ACTIVITY = Show the lines below that contain the string "sink".

Stored data entries =
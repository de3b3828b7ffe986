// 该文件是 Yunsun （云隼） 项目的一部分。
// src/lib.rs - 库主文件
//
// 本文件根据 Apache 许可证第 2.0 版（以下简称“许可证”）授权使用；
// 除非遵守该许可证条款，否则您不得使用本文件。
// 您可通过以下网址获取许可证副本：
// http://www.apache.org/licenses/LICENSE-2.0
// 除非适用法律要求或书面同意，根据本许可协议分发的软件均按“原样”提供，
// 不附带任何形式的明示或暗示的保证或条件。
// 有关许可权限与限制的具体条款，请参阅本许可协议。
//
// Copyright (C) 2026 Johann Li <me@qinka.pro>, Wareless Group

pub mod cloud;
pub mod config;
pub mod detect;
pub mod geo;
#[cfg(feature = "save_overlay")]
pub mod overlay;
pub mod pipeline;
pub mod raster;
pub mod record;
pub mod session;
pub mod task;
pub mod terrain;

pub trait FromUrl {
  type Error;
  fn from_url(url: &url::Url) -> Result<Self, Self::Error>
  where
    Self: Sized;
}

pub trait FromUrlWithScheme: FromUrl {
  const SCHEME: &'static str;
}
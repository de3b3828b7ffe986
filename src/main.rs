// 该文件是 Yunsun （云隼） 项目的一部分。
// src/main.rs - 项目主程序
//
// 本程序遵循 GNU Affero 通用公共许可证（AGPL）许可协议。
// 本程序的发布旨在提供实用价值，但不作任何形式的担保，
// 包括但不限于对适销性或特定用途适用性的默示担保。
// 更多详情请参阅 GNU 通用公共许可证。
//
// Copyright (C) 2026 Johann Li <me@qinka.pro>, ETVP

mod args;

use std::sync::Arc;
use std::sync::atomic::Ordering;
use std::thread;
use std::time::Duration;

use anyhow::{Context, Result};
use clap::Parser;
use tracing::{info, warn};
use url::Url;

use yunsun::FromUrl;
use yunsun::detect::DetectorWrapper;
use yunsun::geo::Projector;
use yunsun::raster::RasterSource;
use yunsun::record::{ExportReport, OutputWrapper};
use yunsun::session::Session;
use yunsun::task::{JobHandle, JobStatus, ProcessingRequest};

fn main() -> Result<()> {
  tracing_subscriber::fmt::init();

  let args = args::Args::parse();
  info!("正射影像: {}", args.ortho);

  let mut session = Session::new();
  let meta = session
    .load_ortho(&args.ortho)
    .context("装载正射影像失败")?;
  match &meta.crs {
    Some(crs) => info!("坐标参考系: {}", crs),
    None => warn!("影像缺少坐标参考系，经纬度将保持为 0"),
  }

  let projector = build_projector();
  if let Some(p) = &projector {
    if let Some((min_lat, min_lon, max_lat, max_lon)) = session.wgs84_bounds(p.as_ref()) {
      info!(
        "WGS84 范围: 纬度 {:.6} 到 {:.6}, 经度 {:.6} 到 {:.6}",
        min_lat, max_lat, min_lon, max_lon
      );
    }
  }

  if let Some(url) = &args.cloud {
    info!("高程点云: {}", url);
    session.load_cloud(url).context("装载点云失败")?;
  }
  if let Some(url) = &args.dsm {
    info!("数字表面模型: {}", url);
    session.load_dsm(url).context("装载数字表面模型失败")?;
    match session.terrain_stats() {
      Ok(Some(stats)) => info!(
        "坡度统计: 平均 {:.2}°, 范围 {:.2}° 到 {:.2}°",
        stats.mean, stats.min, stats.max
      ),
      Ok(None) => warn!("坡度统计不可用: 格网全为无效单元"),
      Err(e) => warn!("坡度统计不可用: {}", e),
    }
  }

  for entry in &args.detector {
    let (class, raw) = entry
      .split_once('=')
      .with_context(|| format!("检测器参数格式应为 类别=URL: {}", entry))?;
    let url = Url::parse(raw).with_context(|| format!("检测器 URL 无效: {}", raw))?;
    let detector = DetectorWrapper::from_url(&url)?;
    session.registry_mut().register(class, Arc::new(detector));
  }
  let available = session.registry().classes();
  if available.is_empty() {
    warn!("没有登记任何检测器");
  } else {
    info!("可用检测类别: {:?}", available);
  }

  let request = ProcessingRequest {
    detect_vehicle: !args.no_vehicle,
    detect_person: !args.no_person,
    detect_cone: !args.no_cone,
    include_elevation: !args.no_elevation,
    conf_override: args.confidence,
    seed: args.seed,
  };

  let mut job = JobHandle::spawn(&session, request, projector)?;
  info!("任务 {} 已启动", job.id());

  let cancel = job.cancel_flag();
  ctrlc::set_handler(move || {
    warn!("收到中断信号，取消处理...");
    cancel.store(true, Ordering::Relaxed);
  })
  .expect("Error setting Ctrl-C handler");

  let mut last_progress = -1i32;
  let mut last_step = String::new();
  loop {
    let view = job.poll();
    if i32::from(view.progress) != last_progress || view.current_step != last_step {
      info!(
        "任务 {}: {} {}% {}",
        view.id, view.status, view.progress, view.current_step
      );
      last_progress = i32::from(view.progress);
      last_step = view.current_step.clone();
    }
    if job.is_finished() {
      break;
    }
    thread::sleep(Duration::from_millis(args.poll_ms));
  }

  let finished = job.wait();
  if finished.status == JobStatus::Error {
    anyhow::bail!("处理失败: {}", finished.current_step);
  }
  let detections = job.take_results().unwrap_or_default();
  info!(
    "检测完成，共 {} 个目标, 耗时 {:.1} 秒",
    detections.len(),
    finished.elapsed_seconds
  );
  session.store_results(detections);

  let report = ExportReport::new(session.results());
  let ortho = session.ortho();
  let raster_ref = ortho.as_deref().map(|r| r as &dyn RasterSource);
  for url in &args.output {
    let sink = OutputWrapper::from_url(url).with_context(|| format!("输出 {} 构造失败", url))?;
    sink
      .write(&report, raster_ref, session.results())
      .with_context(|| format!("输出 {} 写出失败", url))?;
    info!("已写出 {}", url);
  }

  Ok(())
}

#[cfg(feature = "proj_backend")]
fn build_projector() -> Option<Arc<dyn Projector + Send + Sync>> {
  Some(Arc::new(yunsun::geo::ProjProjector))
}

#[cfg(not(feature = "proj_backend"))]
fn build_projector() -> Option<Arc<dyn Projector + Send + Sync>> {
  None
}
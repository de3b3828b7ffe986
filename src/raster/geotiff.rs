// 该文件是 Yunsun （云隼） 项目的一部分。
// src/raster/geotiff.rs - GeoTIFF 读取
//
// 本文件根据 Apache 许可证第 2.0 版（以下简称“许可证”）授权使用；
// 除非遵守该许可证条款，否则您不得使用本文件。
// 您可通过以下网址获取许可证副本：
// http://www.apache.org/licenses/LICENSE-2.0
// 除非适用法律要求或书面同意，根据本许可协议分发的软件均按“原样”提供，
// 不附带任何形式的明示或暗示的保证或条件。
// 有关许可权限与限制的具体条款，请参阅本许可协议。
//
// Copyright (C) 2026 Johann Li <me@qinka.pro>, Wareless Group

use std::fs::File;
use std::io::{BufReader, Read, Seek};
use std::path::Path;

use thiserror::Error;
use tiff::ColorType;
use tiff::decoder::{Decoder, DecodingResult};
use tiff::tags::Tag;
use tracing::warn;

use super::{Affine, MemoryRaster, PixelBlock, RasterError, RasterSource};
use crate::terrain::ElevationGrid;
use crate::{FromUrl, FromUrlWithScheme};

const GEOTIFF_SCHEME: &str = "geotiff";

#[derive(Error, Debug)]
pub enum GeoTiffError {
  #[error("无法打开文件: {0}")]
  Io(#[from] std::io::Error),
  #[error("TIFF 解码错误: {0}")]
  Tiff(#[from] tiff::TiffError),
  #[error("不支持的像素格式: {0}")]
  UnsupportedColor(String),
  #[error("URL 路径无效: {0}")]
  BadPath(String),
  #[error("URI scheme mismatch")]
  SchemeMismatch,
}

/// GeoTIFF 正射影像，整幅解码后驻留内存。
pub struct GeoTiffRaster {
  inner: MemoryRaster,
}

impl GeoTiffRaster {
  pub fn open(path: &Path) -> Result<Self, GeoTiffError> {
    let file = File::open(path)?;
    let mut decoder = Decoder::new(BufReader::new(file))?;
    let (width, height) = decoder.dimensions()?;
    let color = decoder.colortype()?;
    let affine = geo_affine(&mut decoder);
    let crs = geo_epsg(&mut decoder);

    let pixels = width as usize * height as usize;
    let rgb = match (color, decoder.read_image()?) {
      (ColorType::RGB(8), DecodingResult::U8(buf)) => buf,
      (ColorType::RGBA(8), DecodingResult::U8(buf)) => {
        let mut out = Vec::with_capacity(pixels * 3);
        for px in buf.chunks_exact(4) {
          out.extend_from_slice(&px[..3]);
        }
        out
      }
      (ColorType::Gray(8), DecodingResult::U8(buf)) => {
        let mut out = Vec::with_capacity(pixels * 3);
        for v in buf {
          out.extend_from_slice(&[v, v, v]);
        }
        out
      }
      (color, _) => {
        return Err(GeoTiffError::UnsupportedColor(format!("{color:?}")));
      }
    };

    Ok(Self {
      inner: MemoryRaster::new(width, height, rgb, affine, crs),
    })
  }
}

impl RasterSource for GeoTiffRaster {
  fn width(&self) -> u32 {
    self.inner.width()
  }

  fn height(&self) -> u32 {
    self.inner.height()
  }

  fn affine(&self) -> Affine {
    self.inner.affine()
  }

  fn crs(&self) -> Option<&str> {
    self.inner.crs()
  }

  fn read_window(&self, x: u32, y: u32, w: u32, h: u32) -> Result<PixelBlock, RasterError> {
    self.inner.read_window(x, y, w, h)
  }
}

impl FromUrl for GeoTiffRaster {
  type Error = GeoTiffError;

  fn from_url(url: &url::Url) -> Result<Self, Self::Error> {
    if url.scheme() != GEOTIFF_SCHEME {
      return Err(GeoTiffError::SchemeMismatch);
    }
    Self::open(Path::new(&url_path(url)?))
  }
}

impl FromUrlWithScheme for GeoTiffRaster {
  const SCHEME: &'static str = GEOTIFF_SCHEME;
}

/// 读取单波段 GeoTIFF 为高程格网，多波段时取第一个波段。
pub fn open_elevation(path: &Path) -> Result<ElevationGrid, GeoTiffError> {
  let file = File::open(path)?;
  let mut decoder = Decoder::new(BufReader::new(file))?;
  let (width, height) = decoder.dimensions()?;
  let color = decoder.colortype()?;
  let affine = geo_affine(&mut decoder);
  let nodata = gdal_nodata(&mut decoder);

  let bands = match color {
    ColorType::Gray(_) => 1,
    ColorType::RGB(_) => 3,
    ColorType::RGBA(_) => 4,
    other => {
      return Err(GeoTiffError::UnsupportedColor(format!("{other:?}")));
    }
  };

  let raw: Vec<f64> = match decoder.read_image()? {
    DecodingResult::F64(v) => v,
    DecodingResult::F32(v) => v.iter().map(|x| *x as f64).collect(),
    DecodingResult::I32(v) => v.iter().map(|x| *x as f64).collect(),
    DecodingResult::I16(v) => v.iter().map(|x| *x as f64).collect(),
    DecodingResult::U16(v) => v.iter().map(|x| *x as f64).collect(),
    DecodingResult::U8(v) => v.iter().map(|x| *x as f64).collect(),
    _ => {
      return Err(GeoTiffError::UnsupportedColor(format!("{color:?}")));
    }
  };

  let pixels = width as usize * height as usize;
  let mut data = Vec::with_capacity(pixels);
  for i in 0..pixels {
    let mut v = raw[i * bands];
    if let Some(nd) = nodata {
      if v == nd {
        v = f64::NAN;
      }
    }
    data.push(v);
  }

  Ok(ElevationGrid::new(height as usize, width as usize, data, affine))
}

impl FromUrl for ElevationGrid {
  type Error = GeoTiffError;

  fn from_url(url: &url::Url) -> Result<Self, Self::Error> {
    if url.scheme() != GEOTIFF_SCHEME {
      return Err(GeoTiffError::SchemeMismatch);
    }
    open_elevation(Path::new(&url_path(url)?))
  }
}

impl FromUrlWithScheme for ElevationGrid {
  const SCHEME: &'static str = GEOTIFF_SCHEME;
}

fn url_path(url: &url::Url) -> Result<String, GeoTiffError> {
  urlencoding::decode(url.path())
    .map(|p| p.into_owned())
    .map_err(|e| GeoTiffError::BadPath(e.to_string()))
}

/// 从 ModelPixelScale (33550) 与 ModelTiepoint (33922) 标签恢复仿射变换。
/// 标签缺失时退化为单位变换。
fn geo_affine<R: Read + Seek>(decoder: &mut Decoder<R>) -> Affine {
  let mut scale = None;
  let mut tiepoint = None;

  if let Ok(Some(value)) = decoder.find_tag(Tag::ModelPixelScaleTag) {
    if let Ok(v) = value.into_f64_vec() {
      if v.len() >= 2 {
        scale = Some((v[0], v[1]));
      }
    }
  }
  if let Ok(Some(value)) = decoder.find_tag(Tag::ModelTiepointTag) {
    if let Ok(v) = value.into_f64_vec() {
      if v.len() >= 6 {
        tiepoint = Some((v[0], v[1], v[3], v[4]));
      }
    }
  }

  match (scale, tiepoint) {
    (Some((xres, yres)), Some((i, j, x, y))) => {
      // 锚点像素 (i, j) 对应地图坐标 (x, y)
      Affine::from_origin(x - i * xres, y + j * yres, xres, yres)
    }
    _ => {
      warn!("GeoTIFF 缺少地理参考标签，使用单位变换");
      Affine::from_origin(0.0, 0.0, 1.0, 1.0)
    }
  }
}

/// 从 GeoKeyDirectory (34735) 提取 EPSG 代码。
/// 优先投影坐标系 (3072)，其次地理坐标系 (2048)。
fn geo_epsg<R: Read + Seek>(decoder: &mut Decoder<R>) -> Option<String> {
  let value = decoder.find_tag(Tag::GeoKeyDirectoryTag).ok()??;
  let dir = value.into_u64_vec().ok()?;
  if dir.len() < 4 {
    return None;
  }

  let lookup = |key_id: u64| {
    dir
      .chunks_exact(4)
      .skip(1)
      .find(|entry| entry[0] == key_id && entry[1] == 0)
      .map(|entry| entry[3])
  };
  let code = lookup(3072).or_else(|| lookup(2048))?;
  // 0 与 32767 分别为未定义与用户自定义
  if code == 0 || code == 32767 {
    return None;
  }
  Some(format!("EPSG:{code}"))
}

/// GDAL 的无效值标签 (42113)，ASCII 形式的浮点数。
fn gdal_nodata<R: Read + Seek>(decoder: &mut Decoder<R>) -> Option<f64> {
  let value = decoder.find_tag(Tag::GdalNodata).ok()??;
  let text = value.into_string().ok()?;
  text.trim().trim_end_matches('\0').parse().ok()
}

ANSWER =
    let sink = OutputWrapper::from_url(url).with_context(|| format!("输出 {} 构造失败", url))?;
    sink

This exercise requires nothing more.